> THE TASK
Even where a line looks wrong, copy it exactly and include every entry.

====================

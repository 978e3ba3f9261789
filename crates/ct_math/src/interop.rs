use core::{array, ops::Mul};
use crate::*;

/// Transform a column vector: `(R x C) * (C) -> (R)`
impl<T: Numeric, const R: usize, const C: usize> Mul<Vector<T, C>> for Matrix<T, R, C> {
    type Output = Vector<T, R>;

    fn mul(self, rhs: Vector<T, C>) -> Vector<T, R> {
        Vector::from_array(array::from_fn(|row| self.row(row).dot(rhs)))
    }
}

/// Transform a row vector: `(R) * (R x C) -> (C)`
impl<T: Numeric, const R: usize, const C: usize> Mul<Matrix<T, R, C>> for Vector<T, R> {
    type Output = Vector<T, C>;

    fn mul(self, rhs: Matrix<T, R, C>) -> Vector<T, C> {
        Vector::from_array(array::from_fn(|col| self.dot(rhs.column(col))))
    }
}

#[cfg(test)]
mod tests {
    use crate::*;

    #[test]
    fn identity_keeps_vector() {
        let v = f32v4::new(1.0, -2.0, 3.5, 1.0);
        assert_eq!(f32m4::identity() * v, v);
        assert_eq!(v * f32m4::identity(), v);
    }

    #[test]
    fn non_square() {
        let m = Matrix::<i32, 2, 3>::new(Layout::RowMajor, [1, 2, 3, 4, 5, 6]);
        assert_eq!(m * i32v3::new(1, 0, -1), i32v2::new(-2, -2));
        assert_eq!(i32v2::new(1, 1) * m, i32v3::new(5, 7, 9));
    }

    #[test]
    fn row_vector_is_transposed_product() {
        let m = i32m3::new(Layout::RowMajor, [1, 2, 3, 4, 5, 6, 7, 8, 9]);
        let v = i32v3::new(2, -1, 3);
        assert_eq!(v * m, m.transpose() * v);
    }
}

====================

> TASK SOLUTION
repository 978e3ba3f9261789
filename crates/ct_math/src/interop.rs
use core::{array, ops::Mul};
use crate::*;

/// Transform a column vector: `(R x C) * (C) -> (R)`
impl<T: Numeric, const R: usize, const C: usize> Mul<Vector<T, C>> for Matrix<T, R, C> {
    type Output = Vector<T, R>;

    fn mul(self, rhs: Vector<T, C>) -> Vector<T, R> {
        Vector::from_array(array::from_fn(|row| self.row(row).dot(rhs)))
    }
}

/// Transform a row vector: `(R) * (R x C) -> (C)`
impl<T: Numeric, const R: usize, const C: usize> Mul<Matrix<T, R, C>> for Vector<T, R> {
    type Output = Vector<T, C>;

    fn mul(self, rhs: Matrix<T, R, C>) -> Vector<T, C> {
        Vector::from_array(array::from_fn(|col| self.dot(rhs.column(col))))
    }
}

#[cfg(test)]
mod tests {
    use crate::*;

    #[test]
    fn identity_keeps_vector() {
        let v = f32v4::new(1.0, -2.0, 3.5, 1.0);
        assert_eq!(f32m4::identity() * v, v);
        assert_eq!(v * f32m4::identity(), v);
    }

    #[test]
    fn non_square() {
        let m = Matrix::<i32, 2, 3>::new(Layout::RowMajor, [1, 2, 3, 4, 5, 6]);
        assert_eq!(m * i32v3::new(1, 0, -1), i32v2::new(-2, -2));
        assert_eq!(i32v2::new(1, 1) * m, i32v3::new(5, 7, 9));
    }

    #[test]
    fn row_vector_is_transposed_product() {
        let m = i32m3::new(Layout::RowMajor, [1, 2, 3, 4, 5, 6, 7, 8, 9]);
        let v = i32v3::new(2, -1, 3);
        assert_eq!(v * m, m.transpose() * v);
    }
}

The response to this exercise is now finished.